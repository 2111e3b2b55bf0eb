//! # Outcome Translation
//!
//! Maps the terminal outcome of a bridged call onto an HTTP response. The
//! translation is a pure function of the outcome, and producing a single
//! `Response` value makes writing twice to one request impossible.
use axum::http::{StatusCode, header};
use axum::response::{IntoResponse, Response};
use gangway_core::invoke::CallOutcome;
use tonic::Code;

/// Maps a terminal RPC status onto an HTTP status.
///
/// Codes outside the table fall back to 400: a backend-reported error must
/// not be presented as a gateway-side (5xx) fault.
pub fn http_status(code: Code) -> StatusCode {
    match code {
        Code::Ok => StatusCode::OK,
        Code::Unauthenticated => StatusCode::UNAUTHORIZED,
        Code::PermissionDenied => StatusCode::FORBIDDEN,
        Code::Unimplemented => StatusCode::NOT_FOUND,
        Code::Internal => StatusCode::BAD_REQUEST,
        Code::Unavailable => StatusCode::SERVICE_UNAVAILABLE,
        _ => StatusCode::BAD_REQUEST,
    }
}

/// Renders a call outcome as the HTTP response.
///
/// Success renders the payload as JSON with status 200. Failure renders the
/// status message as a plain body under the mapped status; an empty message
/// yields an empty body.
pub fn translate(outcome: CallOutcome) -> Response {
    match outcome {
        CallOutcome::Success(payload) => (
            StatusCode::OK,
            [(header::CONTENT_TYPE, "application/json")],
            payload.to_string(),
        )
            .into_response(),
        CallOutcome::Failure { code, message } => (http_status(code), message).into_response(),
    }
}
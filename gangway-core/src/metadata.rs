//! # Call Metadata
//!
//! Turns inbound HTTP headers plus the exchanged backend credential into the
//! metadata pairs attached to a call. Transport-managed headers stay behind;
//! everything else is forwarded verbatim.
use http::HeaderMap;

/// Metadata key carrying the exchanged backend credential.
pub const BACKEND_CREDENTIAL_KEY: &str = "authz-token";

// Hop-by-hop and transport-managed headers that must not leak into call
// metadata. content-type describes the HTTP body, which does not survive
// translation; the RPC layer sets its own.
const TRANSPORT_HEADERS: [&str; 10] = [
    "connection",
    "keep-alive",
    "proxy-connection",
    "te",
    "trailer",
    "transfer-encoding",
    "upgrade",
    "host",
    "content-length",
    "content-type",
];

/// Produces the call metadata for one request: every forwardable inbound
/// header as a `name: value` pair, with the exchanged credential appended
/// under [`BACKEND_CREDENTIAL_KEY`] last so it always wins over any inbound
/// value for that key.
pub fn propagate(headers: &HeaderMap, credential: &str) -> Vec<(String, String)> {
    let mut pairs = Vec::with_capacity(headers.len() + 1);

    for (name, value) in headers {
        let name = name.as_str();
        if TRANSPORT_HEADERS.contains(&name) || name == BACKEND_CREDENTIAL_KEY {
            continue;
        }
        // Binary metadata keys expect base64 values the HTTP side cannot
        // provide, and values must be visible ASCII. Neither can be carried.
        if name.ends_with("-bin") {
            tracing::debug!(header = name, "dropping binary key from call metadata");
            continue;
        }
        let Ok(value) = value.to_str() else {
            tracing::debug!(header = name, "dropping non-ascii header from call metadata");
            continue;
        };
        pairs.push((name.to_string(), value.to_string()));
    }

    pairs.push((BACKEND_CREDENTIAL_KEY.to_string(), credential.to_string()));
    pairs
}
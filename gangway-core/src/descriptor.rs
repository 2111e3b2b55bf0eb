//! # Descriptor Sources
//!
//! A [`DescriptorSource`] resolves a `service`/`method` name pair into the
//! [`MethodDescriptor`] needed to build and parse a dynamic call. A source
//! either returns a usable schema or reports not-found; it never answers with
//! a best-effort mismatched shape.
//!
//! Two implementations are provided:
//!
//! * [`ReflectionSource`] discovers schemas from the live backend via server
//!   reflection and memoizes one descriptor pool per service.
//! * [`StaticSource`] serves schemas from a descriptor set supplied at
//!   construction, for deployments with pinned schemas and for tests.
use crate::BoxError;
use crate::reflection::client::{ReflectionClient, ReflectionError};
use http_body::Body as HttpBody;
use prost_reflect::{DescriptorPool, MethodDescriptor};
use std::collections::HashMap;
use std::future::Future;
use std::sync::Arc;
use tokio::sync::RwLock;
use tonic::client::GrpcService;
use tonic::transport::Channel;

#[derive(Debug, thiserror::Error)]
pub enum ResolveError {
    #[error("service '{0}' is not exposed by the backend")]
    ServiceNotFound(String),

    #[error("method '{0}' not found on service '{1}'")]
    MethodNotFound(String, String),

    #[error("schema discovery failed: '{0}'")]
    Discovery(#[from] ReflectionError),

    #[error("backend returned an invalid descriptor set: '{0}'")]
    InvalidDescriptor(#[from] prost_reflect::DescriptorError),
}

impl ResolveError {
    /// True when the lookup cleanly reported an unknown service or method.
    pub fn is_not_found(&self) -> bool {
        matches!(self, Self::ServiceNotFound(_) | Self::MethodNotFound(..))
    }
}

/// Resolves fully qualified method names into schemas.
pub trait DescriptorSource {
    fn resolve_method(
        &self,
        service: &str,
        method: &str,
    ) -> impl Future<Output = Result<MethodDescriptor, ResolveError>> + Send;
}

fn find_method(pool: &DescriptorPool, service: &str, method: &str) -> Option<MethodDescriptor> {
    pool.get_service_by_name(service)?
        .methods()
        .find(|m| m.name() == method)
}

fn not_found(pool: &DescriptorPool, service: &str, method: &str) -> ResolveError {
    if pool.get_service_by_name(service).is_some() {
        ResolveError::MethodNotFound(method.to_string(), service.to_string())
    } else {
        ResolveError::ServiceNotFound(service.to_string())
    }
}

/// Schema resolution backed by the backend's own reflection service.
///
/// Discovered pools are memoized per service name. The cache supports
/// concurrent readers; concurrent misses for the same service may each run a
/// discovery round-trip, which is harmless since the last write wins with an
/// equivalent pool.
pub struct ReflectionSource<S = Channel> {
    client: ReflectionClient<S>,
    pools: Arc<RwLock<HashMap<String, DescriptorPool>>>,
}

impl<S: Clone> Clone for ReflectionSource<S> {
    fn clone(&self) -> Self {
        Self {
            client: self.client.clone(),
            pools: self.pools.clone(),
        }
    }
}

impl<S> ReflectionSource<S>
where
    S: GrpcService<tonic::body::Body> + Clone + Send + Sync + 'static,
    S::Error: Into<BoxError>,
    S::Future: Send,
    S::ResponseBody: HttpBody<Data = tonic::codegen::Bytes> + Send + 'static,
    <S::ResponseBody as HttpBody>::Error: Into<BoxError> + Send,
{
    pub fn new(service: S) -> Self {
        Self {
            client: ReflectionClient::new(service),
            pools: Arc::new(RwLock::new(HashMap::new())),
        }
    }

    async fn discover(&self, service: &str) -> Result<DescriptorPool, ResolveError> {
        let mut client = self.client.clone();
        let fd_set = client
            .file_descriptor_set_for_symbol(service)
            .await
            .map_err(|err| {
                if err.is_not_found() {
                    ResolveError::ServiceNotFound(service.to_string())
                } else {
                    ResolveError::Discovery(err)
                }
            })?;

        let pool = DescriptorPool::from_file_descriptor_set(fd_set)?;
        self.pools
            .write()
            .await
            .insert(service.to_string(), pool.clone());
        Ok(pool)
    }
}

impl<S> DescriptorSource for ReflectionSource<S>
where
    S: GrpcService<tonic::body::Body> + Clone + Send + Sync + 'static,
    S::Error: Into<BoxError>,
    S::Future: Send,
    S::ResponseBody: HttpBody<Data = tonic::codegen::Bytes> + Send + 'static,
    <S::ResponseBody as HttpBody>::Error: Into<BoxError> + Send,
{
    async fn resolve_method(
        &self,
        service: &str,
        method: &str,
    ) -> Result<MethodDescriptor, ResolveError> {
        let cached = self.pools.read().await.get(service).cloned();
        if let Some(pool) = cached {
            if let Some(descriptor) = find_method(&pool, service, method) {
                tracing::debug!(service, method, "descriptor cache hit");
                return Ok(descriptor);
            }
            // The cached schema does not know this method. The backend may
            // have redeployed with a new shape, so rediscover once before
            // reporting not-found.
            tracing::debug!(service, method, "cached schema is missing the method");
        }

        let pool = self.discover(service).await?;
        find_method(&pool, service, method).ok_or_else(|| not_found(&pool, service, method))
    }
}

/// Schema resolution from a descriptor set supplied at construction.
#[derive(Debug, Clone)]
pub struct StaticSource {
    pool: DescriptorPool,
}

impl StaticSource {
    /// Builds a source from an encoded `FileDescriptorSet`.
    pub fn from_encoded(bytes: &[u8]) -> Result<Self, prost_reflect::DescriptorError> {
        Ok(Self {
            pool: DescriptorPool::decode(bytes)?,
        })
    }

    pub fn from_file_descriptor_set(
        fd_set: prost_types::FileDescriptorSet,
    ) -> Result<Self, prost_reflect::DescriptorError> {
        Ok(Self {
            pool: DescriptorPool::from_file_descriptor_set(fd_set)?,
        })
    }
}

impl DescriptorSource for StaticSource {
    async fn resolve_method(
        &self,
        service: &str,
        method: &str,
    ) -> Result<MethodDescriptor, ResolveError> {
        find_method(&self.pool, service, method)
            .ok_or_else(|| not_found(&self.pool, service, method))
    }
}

ABOUT THIS EXERCISE
Give back precisely the lines above that start at the line containing "pair into the" and end at the line containing "pub enum ResolveError", inclusive. No other lines belong in the output.

OUTPUT
//! A [`DescriptorSource`] resolves a `service`/`method` name pair into the
//! [`MethodDescriptor`] needed to build and parse a dynamic call. A source
//! either returns a usable schema or reports not-found; it never answers with
//! a best-effort mismatched shape.
//!
//! Two implementations are provided:
//!
//! * [`ReflectionSource`] discovers schemas from the live backend via server
//!   reflection and memoizes one descriptor pool per service.
//! * [`StaticSource`] serves schemas from a descriptor set supplied at
//!   construction, for deployments with pinned schemas and for tests.
use crate::BoxError;
use crate::reflection::client::{ReflectionClient, ReflectionError};
use http_body::Body as HttpBody;
use prost_reflect::{DescriptorPool, MethodDescriptor};
use std::collections::HashMap;
use std::future::Future;
use std::sync::Arc;
use tokio::sync::RwLock;
use tonic::client::GrpcService;
use tonic::transport::Channel;

#[derive(Debug, thiserror::Error)]
pub enum ResolveError {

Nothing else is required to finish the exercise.